Our results point to behavior that has critical policy implications with regard to deciding on and then estimating what the compliance rate would be for any given recommended guideline. In our sample, two conclusions are clear. First, despite a theoretical agreement with a given guideline or restriction, individuals do not consistently comply with guidelines, even those they agree should be adhered to in principle. In our example, this was seen with regard to loosening compliance when it came to one’s immediate family. Second, there is an asymmetry of sorts between the standards one would hold for themselves (here, risk-taking) and the standards they would adhere to in placing others at risk (here, adult children and grandchildren).
While we studied the “what” with regard to compliance, we did not study the “why,” and that remains an area that would require additional inquiry. Informally, we did have comments left by respondents that had the common denominator of “yes, but…” in providing a reason why they were less stringent with their adult children and grandchildren than they are in general. For example, we had comments like “we already were infected months ago, so we thought it was ok,” “we had to help out caring for a newborn,” “our children are very careful,” “we are not at-risk,” or “I had a good mask to protect me, so I was able to hug my grandchildren.”
In general, it may be safe to say that the principle of rationalization, where individuals allow themselves to believe that their behavior is fine even though it clearly is not, is in play. In lay terms, people do what they convince themselves to be right and safe even though it is not. It is also possible that people do consider the risks and simply decide to take that risk. We received few, if any, comments from individuals who felt that contact between themselves and adult children and grandchildren is not a risk for them. They were simply willing to take that risk, for whatever reason. Indeed, the strong differential between the risks they would be willing to take for themselves and the risks they would take that could place children and grandchildren in danger tends to support that hypothesis. However, it also begs the question of why children of older “at-risk” Israelis do not exhibit the same concern for infecting their parents as their parents show they would have for infecting them (as our data has shown).
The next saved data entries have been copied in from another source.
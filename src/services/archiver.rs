//! Packs a reassembled asset tree into a single tar archive.

use crate::errors::{GatewayError, GatewayResult};
use std::{
    fs::File,
    io::{self, BufWriter, Write},
    path::{Path, PathBuf},
};
use tar::{Builder, HeaderMode};
use tracing::debug;
use walkdir::WalkDir;

/// Content type sent alongside the archive.
pub const ARCHIVE_CONTENT_TYPE: &str = "application/x-tar";

/// A finished archive on disk.
#[derive(Clone, Debug)]
pub struct Archive {
    pub path: PathBuf,
    /// Entry the remote store should serve as the collection's index.
    pub index_document: String,
    /// Root-relative entry names in archive order.
    pub entries: Vec<String>,
    pub size: u64,
}

impl Archive {
    /// Delete the archive file. Missing is fine.
    pub async fn remove(&self) -> io::Result<()> {
        match tokio::fs::remove_file(&self.path).await {
            Err(err) if err.kind() != io::ErrorKind::NotFound => Err(err),
            _ => Ok(()),
        }
    }
}

/// Walk `root` (sorted, depth first) and write every regular file into a tar
/// archive at `archive_path`, using root-relative names.
///
/// Fails with `NotFound` if `root` is missing and `InvalidInput` if it holds
/// no files. On any I/O error the half-written archive is removed.
pub async fn build_archive(root: PathBuf, archive_path: PathBuf) -> GatewayResult<Archive> {
    tokio::task::spawn_blocking(move || build_archive_blocking(&root, &archive_path)).await?
}

fn build_archive_blocking(root: &Path, archive_path: &Path) -> GatewayResult<Archive> {
    if !root.is_dir() {
        return Err(GatewayError::NotFound(format!(
            "asset root {}",
            root.display()
        )));
    }

    let files = collect_files(root)?;
    let Some(index_document) = choose_index(&files) else {
        return Err(GatewayError::InvalidInput(format!(
            "asset root {} has no files",
            root.display()
        )));
    };

    match write_archive(archive_path, &files) {
        Ok(size) => {
            debug!(
                archive = %archive_path.display(),
                entries = files.len(),
                size,
                index = %index_document,
                "built archive"
            );
            Ok(Archive {
                path: archive_path.to_path_buf(),
                index_document,
                entries: files.into_iter().map(|(_, name)| name).collect(),
                size,
            })
        }
        Err(err) => {
            let _ = std::fs::remove_file(archive_path);
            Err(GatewayError::Io(err))
        }
    }
}

/// Regular files under `root` as `(absolute, relative)` pairs.
fn collect_files(root: &Path) -> io::Result<Vec<(PathBuf, String)>> {
    let mut files = Vec::new();
    for entry in WalkDir::new(root).min_depth(1).sort_by_file_name() {
        let entry = entry.map_err(io::Error::from)?;
        if !entry.file_type().is_file() {
            continue;
        }
        let relative = entry
            .path()
            .strip_prefix(root)
            .map_err(io::Error::other)?
            .components()
            .map(|c| c.as_os_str().to_string_lossy().into_owned())
            .collect::<Vec<_>>()
            .join("/");
        files.push((entry.into_path(), relative));
    }
    Ok(files)
}

/// First top-level file, otherwise the first file of the first top-level
/// directory.
fn choose_index(files: &[(PathBuf, String)]) -> Option<String> {
    files
        .iter()
        .find(|(_, name)| !name.contains('/'))
        .or_else(|| files.first())
        .map(|(_, name)| name.clone())
}

fn write_archive(archive_path: &Path, files: &[(PathBuf, String)]) -> io::Result<u64> {
    let file = File::create(archive_path)?;
    let mut builder = Builder::new(BufWriter::new(file));
    builder.mode(HeaderMode::Deterministic);
    for (path, name) in files {
        builder.append_path_with_name(path, name)?;
    }
    let mut writer = builder.into_inner()?;
    writer.flush()?;
    let file = writer.into_inner().map_err(|err| err.into_error())?;
    file.sync_all()?;
    Ok(file.metadata()?.len())
}

#[cfg(test)]
mod tests {
    use super::*;

    fn write(root: &Path, name: &str, data: &[u8]) {
        let path = root.join(name);
        std::fs::create_dir_all(path.parent().unwrap()).unwrap();
        std::fs::write(path, data).unwrap();
    }

    fn read_entries(path: &Path) -> Vec<(String, u64)> {
        let mut archive = tar::Archive::new(File::open(path).unwrap());
        archive
            .entries()
            .unwrap()
            .map(|entry| {
                let entry = entry.unwrap();
                (
                    entry.path().unwrap().to_string_lossy().into_owned(),
                    entry.header().size().unwrap(),
                )
            })
            .collect()
    }

    #[tokio::test]
    async fn test_archive_layout_is_sorted_and_relative() {
        let dir = tempfile::tempdir().unwrap();
        let root = dir.path().join("files");
        write(&root, "site/b.txt", b"bb");
        write(&root, "site/a.txt", b"a");
        write(&root, "site/css/app.css", b"body{}");
        std::fs::create_dir_all(root.join("site/empty")).unwrap();

        let archive = build_archive(root, dir.path().join("asset.tar"))
            .await
            .unwrap();
        assert_eq!(
            archive.entries,
            vec!["site/a.txt", "site/b.txt", "site/css/app.css"]
        );
        assert_eq!(archive.index_document, "site/a.txt");
        assert_eq!(
            read_entries(&archive.path),
            vec![
                ("site/a.txt".to_string(), 1),
                ("site/b.txt".to_string(), 2),
                ("site/css/app.css".to_string(), 6),
            ]
        );
    }

    #[tokio::test]
    async fn test_top_level_file_wins_index() {
        let dir = tempfile::tempdir().unwrap();
        let root = dir.path().join("files");
        write(&root, "assets/logo.png", b"png");
        write(&root, "index.html", b"<html>");

        let archive = build_archive(root, dir.path().join("asset.tar"))
            .await
            .unwrap();
        assert_eq!(archive.index_document, "index.html");
    }

    #[tokio::test]
    async fn test_archives_are_reproducible() {
        let dir = tempfile::tempdir().unwrap();
        let root = dir.path().join("files");
        write(&root, "folder/file.bin", &[7u8; 250]);

        let first = build_archive(root.clone(), dir.path().join("one.tar"))
            .await
            .unwrap();
        let second = build_archive(root, dir.path().join("two.tar")).await.unwrap();
        assert_eq!(
            std::fs::read(first.path).unwrap(),
            std::fs::read(second.path).unwrap()
        );
    }

    #[tokio::test]
    async fn test_missing_root_is_not_found() {
        let dir = tempfile::tempdir().unwrap();
        let result = build_archive(dir.path().join("nope"), dir.path().join("asset.tar")).await;
        assert!(matches!(result, Err(GatewayError::NotFound(_))));
    }

    #[tokio::test]
    async fn test_empty_root_is_rejected() {
        let dir = tempfile::tempdir().unwrap();
        let root = dir.path().join("files");
        std::fs::create_dir_all(root.join("only/dirs")).unwrap();
        let result = build_archive(root, dir.path().join("asset.tar")).await;
        assert!(matches!(result, Err(GatewayError::InvalidInput(_))));
        assert!(!dir.path().join("asset.tar").exists());
    }
}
These findings reinforce the difficulties policymakers face in deciding which restrictions to enforce and which to recommend. We see that what people say is not as telling as what people actually do. In Israel, this was also seen in the widely publicized cases of several high-ranking government officials who, like in our sample, theoretically – and publicly — supported family visiting restrictions but did not keep them in practice.12
What has been demonstrated here is that theory and practice are likely not to be congruent. Calculations made on the basis of theory may not be accurate once actual practice is looked at. From our data, it appears that this would be an important consideration in determining what may be the consequences of any particular guideline or restriction. What we think we see is not what we will always actually get.